━━━ Dataset extract

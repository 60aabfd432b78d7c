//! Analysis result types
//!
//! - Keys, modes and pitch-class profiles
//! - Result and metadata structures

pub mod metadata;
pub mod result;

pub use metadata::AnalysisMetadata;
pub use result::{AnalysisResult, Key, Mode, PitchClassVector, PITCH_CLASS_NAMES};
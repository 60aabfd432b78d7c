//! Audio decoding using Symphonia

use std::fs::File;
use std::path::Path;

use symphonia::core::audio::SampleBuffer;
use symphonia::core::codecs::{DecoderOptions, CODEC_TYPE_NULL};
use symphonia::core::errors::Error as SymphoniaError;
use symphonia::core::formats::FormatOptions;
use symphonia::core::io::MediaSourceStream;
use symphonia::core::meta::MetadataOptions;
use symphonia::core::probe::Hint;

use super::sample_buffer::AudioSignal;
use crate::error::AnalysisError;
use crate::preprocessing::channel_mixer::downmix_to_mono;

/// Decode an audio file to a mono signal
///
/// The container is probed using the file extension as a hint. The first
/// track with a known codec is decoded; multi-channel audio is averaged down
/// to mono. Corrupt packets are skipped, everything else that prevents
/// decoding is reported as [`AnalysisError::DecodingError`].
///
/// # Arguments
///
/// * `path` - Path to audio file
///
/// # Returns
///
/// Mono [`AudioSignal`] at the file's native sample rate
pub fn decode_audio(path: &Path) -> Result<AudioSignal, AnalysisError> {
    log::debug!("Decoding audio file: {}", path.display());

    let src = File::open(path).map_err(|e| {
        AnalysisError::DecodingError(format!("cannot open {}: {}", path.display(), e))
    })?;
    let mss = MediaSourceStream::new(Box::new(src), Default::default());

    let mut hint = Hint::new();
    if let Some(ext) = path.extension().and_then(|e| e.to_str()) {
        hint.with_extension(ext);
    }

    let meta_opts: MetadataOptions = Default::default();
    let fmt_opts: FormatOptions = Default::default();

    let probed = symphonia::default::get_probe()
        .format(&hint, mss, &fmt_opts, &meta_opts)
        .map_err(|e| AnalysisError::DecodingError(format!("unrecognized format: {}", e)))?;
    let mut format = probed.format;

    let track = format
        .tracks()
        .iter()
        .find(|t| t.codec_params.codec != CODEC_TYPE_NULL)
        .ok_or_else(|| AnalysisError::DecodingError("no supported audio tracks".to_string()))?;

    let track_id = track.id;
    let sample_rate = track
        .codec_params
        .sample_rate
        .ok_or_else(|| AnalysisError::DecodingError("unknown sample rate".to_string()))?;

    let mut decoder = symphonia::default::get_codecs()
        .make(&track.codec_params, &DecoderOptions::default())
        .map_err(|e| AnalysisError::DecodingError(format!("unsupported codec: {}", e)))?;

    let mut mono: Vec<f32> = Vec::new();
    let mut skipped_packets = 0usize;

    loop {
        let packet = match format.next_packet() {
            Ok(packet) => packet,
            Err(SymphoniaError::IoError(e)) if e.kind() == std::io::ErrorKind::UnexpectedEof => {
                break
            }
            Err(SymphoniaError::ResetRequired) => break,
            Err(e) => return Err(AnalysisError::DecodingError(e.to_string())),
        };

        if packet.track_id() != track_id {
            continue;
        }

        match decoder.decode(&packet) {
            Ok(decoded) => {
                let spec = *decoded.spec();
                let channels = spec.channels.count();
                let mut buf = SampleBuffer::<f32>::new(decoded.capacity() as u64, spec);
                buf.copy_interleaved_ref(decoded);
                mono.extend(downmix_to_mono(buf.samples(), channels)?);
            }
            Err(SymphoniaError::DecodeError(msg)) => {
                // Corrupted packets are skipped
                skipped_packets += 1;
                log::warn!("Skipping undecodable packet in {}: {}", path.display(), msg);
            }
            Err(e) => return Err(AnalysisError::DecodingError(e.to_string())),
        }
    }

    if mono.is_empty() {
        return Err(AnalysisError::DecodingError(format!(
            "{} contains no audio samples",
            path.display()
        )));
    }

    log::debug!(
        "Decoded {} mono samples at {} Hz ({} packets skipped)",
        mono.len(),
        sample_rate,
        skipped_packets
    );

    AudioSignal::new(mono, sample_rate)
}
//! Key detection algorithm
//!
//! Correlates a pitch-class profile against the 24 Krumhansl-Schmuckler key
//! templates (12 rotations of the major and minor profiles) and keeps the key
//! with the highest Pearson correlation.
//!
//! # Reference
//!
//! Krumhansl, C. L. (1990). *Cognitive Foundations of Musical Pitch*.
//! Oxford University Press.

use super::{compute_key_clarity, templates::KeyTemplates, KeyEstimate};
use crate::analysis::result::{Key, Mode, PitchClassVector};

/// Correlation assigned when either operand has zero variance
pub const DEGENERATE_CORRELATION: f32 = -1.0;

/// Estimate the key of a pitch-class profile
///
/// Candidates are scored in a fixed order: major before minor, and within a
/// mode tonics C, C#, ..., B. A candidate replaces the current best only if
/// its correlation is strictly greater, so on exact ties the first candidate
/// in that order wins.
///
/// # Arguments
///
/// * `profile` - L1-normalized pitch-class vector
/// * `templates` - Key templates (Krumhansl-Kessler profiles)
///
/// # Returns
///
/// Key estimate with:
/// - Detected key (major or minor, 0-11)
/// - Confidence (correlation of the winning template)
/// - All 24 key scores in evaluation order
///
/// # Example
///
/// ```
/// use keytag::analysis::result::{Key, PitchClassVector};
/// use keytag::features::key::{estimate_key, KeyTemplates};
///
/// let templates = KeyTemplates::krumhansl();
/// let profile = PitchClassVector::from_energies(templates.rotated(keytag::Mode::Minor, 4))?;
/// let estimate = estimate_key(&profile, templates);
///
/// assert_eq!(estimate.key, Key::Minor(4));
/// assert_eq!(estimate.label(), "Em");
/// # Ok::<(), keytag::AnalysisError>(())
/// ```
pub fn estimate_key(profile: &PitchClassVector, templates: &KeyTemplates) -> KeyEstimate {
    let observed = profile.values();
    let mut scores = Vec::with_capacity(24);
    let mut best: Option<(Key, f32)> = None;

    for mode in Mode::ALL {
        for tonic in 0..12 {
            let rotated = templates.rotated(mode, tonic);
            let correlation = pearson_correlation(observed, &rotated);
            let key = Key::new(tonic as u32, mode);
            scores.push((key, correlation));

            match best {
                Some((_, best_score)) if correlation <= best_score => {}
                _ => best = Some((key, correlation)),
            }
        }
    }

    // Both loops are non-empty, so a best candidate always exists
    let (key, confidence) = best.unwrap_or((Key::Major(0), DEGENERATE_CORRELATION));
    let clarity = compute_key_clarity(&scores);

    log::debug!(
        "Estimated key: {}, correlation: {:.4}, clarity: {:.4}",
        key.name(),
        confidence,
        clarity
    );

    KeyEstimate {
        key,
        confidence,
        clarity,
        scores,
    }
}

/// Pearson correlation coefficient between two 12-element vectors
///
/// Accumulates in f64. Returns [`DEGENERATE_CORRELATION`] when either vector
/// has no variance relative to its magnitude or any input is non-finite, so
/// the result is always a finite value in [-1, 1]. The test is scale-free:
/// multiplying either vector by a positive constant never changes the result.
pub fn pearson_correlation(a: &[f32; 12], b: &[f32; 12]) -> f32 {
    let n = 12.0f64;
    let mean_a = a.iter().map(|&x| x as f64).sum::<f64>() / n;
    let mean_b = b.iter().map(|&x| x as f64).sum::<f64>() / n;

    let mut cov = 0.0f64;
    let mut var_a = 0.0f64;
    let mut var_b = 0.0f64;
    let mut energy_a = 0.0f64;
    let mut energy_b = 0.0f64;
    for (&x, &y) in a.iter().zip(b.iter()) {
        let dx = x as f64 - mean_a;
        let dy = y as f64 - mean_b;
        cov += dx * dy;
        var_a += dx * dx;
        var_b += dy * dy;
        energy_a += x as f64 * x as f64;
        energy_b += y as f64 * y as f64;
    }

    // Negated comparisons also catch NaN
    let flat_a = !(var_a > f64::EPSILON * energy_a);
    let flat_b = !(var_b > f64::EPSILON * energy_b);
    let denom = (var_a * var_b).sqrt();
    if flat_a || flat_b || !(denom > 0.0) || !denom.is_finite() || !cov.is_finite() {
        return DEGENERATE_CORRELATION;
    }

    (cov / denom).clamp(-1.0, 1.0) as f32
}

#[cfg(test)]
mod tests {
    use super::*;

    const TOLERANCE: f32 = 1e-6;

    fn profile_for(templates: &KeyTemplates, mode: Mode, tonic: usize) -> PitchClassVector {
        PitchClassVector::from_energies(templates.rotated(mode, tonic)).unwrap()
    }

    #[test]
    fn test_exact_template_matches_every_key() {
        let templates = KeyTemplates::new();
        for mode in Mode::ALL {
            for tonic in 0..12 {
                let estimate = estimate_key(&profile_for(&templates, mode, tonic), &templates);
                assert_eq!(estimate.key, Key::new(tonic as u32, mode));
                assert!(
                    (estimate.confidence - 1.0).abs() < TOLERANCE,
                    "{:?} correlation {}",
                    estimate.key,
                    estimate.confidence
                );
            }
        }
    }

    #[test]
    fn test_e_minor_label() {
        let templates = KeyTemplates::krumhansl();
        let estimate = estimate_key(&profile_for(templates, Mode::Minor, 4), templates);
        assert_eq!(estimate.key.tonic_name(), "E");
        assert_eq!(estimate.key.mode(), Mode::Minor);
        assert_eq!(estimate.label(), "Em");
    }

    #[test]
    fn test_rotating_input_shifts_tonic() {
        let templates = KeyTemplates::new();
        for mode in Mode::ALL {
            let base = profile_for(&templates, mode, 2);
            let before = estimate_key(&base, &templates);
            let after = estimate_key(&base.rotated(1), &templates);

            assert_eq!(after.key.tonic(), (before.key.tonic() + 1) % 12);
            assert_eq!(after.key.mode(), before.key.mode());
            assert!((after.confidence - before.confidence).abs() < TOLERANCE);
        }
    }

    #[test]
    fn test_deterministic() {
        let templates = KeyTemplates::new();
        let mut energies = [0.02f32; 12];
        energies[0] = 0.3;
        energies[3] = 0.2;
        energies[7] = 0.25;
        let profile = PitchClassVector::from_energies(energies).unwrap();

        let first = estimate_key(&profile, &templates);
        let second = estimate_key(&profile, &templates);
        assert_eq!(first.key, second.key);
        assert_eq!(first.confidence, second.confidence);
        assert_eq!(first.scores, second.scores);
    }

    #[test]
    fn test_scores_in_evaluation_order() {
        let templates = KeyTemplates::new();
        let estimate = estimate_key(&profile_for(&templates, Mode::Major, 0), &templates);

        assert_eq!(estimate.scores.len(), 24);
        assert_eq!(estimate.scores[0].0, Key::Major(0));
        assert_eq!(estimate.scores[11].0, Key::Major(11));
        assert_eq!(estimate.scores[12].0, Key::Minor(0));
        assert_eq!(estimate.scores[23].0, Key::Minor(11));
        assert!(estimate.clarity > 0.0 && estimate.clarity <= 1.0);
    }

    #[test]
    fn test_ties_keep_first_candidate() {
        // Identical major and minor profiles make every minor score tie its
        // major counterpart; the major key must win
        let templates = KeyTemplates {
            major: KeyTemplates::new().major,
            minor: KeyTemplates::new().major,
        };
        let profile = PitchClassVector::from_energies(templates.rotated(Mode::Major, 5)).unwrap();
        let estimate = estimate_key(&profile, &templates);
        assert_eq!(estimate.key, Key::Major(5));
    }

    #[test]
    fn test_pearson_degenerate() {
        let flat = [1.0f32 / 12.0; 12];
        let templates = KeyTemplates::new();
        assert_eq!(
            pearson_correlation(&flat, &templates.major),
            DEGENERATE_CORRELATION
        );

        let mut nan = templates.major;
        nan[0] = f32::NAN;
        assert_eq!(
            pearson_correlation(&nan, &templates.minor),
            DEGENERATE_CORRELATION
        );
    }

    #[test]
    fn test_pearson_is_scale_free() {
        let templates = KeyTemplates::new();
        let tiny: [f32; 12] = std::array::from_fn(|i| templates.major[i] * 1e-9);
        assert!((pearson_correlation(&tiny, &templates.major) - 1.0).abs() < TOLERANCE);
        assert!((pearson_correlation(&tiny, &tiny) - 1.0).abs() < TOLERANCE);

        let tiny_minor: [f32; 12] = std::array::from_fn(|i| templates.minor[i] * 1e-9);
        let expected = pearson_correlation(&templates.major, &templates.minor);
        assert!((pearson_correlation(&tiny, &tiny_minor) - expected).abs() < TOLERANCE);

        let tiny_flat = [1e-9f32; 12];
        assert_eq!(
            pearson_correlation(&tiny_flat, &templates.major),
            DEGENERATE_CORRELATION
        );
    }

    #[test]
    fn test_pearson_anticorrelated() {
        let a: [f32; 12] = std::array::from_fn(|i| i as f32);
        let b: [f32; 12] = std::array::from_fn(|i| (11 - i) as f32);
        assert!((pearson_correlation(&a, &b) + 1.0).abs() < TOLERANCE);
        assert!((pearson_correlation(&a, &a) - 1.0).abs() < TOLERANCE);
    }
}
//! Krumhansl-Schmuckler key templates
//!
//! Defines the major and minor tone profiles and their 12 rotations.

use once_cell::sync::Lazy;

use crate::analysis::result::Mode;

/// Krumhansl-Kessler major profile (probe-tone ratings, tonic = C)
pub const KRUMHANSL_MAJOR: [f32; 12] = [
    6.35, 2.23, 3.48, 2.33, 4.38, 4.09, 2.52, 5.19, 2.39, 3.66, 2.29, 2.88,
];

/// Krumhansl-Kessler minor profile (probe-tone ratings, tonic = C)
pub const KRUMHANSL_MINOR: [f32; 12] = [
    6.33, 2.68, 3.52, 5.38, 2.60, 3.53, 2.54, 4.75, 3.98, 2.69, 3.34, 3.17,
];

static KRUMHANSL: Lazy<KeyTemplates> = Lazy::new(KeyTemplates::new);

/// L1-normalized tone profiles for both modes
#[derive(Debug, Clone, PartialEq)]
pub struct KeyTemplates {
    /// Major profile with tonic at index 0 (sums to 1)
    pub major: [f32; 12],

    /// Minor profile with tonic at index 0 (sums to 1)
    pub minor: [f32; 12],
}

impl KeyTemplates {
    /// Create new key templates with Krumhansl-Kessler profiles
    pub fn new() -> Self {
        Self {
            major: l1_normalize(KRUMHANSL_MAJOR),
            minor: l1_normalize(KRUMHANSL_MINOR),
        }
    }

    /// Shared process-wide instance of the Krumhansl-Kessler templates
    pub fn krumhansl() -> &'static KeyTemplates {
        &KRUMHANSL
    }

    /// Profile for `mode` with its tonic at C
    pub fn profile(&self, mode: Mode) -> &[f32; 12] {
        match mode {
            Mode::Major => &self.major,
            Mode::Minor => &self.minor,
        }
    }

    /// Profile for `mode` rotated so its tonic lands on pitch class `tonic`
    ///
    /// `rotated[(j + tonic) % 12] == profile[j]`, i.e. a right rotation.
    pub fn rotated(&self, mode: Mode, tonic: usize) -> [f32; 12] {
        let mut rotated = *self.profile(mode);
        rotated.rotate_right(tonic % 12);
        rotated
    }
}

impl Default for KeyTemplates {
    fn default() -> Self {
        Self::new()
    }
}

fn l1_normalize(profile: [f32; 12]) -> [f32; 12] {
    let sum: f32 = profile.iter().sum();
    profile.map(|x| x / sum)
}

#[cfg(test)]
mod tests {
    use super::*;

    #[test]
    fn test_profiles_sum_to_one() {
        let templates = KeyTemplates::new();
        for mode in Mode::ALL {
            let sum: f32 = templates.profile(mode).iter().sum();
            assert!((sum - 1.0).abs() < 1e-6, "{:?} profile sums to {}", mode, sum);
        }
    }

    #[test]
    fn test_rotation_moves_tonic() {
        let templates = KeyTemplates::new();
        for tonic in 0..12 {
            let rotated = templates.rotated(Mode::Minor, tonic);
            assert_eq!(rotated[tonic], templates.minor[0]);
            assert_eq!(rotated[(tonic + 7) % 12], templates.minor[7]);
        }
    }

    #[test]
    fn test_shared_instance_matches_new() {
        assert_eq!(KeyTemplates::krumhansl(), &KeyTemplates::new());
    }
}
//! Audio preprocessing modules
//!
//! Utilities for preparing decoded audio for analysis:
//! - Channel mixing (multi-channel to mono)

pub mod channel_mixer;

━━━━━━

■ Exercise details ■
From the first line of the listing above through the line that contains "use std::fs::File;", set down each line without alteration, and nothing else.

■ Exercise answer ■
repository 60aabfd432b78d7c
//! Analysis result types
//!
//! - Keys, modes and pitch-class profiles
//! - Result and metadata structures

pub mod metadata;
pub mod result;

pub use metadata::AnalysisMetadata;
pub use result::{AnalysisResult, Key, Mode, PitchClassVector, PITCH_CLASS_NAMES};
repository 60aabfd432b78d7c
//! Audio decoding using Symphonia

use std::fs::File;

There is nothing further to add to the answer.